Could you return all of the listing below exactly, please?

┄┄┄┄┄┄┄┄┄┄

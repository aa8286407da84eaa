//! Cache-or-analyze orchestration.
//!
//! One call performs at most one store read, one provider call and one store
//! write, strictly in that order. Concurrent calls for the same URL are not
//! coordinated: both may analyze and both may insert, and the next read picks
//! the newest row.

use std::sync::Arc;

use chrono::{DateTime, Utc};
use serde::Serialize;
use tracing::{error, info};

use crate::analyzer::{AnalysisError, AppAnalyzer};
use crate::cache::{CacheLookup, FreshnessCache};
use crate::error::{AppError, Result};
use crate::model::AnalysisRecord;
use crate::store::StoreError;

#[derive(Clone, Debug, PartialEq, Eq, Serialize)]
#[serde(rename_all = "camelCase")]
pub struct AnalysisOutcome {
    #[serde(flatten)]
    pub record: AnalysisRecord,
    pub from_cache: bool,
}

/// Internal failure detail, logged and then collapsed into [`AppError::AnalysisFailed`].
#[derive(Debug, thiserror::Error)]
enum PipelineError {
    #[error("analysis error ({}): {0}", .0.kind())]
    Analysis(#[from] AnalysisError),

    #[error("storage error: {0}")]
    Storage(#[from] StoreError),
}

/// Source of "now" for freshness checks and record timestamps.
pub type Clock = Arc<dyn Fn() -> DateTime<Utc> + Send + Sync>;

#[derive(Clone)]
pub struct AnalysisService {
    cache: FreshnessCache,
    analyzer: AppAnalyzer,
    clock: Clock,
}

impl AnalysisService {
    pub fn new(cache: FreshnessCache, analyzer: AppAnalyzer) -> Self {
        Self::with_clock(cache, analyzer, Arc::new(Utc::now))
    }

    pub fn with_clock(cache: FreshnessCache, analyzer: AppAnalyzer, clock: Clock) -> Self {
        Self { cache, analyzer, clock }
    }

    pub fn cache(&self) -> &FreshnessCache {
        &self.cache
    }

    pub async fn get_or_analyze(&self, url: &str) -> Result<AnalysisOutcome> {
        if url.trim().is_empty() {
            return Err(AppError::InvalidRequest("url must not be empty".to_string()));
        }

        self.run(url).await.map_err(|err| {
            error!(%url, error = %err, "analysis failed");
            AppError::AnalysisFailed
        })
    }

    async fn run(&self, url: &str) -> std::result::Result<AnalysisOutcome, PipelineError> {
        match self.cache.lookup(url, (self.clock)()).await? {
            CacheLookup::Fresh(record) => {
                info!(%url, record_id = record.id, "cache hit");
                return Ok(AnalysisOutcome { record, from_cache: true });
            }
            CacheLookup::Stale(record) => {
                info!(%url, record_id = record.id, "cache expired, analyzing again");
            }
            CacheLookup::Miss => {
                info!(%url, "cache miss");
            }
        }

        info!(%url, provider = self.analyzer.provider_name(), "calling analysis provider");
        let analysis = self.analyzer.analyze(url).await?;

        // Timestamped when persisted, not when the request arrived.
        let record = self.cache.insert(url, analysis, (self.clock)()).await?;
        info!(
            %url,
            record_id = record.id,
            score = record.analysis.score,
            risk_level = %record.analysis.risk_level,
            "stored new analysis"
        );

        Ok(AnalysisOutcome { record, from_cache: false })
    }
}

┄┄┄┄┄┄┄┄┄┄

• _Solution to the problem_:
repository aa8286407da84eaa
//! Cache-or-analyze orchestration.
//!
//! One call performs at most one store read, one provider call and one store
//! write, strictly in that order. Concurrent calls for the same URL are not
//! coordinated: both may analyze and both may insert, and the next read picks
//! the newest row.

use std::sync::Arc;

use chrono::{DateTime, Utc};
use serde::Serialize;
use tracing::{error, info};

use crate::analyzer::{AnalysisError, AppAnalyzer};
use crate::cache::{CacheLookup, FreshnessCache};
use crate::error::{AppError, Result};
use crate::model::AnalysisRecord;
use crate::store::StoreError;

#[derive(Clone, Debug, PartialEq, Eq, Serialize)]
#[serde(rename_all = "camelCase")]
pub struct AnalysisOutcome {
    #[serde(flatten)]
    pub record: AnalysisRecord,
    pub from_cache: bool,
}

/// Internal failure detail, logged and then collapsed into [`AppError::AnalysisFailed`].
#[derive(Debug, thiserror::Error)]
enum PipelineError {
    #[error("analysis error ({}): {0}", .0.kind())]
    Analysis(#[from] AnalysisError),

    #[error("storage error: {0}")]
    Storage(#[from] StoreError),
}

/// Source of "now" for freshness checks and record timestamps.
pub type Clock = Arc<dyn Fn() -> DateTime<Utc> + Send + Sync>;

#[derive(Clone)]
pub struct AnalysisService {
    cache: FreshnessCache,
    analyzer: AppAnalyzer,
    clock: Clock,
}

impl AnalysisService {
    pub fn new(cache: FreshnessCache, analyzer: AppAnalyzer) -> Self {
        Self::with_clock(cache, analyzer, Arc::new(Utc::now))
    }

    pub fn with_clock(cache: FreshnessCache, analyzer: AppAnalyzer, clock: Clock) -> Self {
        Self { cache, analyzer, clock }
    }

    pub fn cache(&self) -> &FreshnessCache {
        &self.cache
    }

    pub async fn get_or_analyze(&self, url: &str) -> Result<AnalysisOutcome> {
        if url.trim().is_empty() {
            return Err(AppError::InvalidRequest("url must not be empty".to_string()));
        }

        self.run(url).await.map_err(|err| {
            error!(%url, error = %err, "analysis failed");
            AppError::AnalysisFailed
        })
    }

    async fn run(&self, url: &str) -> std::result::Result<AnalysisOutcome, PipelineError> {
        match self.cache.lookup(url, (self.clock)()).await? {
            CacheLookup::Fresh(record) => {
                info!(%url, record_id = record.id, "cache hit");
                return Ok(AnalysisOutcome { record, from_cache: true });
            }
            CacheLookup::Stale(record) => {
                info!(%url, record_id = record.id, "cache expired, analyzing again");
            }
            CacheLookup::Miss => {
                info!(%url, "cache miss");
            }
        }

        info!(%url, provider = self.analyzer.provider_name(), "calling analysis provider");
        let analysis = self.analyzer.analyze(url).await?;

        // Timestamped when persisted, not when the request arrived.
        let record = self.cache.insert(url, analysis, (self.clock)()).await?;
        info!(
            %url,
            record_id = record.id,
            score = record.analysis.score,
            risk_level = %record.analysis.risk_level,
            "stored new analysis"
        );

        Ok(AnalysisOutcome { record, from_cache: false })
    }
}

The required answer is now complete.